### Assigned task
Go through the records, and copy each line in which the string "Panics" is present.

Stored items
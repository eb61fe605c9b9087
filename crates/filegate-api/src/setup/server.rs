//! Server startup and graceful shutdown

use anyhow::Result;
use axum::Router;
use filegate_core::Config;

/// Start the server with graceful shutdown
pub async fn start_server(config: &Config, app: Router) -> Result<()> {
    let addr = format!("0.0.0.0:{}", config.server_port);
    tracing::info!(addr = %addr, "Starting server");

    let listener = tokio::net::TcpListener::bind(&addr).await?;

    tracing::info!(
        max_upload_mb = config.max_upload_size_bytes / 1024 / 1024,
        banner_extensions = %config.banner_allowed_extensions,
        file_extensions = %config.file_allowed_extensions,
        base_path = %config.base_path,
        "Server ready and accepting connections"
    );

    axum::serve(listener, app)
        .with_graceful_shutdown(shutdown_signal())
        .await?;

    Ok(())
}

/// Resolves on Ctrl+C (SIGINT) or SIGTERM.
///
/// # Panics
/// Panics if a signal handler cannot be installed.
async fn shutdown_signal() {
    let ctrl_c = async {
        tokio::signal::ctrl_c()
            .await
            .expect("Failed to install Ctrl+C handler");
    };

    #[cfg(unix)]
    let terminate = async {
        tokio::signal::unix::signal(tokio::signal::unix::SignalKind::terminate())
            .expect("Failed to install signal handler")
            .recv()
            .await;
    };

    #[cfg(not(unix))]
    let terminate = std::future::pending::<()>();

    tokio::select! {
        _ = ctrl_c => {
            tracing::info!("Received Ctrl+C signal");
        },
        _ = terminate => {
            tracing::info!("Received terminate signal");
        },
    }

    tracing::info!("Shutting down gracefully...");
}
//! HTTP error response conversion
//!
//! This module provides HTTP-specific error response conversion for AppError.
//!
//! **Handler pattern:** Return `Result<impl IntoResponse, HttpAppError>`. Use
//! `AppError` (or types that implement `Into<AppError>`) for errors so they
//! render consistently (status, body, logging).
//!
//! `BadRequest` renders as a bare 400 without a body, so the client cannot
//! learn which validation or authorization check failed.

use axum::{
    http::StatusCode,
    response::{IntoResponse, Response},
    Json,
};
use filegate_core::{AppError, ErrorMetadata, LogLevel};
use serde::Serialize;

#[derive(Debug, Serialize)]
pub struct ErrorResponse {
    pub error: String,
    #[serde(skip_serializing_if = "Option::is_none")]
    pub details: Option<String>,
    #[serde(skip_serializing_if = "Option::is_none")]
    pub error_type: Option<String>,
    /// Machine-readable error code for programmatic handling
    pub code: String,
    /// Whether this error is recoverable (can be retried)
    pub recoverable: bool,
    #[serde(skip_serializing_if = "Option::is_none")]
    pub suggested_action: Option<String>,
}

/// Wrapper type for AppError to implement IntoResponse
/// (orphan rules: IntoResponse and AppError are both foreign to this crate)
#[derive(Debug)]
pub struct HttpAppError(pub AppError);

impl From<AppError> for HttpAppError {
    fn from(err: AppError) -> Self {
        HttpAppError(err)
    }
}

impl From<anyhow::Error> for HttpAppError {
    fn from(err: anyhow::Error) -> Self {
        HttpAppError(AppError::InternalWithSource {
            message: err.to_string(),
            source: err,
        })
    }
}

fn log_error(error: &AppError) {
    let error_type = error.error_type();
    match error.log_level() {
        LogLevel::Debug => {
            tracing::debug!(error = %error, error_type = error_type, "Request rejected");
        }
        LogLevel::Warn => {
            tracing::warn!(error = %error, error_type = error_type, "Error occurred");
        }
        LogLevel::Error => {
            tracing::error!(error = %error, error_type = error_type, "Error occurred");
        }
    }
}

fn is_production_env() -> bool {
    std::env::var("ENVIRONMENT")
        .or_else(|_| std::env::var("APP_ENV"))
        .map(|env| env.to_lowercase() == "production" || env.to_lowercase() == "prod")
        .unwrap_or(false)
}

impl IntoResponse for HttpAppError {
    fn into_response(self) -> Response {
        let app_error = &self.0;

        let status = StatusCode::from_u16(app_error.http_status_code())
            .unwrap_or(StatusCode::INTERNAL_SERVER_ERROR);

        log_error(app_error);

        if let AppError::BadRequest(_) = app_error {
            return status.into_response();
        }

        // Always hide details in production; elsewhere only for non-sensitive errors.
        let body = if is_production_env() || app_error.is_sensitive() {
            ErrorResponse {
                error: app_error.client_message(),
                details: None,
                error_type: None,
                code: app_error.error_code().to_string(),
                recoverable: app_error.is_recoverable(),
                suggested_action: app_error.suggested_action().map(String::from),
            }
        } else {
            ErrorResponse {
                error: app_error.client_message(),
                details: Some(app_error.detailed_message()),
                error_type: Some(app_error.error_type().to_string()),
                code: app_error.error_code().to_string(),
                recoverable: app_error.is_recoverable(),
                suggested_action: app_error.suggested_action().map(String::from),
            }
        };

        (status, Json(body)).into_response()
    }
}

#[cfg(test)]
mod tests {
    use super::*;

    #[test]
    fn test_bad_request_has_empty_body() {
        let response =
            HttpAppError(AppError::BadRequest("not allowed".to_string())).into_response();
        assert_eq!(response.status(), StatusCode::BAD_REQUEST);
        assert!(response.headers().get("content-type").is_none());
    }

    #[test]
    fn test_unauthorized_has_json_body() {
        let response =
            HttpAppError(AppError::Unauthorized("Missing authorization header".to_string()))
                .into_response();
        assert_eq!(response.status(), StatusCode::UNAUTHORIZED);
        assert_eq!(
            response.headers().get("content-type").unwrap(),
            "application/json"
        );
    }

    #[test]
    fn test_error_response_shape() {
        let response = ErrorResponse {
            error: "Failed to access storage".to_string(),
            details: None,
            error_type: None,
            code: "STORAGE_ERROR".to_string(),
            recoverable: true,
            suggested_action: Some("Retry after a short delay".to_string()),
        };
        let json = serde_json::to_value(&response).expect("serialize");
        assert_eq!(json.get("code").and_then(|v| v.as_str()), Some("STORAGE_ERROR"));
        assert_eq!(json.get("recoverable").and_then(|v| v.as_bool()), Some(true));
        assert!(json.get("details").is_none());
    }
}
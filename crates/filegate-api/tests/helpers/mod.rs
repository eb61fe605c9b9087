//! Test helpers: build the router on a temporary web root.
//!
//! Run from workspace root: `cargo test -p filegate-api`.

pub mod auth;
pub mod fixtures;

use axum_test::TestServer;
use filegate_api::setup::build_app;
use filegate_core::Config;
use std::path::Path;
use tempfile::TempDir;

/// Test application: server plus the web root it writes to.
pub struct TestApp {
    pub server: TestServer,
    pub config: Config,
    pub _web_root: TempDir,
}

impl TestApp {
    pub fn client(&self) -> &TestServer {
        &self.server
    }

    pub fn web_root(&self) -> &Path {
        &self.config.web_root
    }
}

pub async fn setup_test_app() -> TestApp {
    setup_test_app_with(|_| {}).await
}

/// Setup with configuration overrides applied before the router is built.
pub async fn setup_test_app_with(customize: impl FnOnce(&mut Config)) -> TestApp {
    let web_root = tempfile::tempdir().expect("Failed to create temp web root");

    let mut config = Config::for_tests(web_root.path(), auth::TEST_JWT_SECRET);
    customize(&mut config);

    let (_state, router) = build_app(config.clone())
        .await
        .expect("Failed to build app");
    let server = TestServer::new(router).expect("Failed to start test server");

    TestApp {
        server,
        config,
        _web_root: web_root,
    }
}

### Solution to this task
/// # Panics
/// Panics if a signal handler cannot be installed.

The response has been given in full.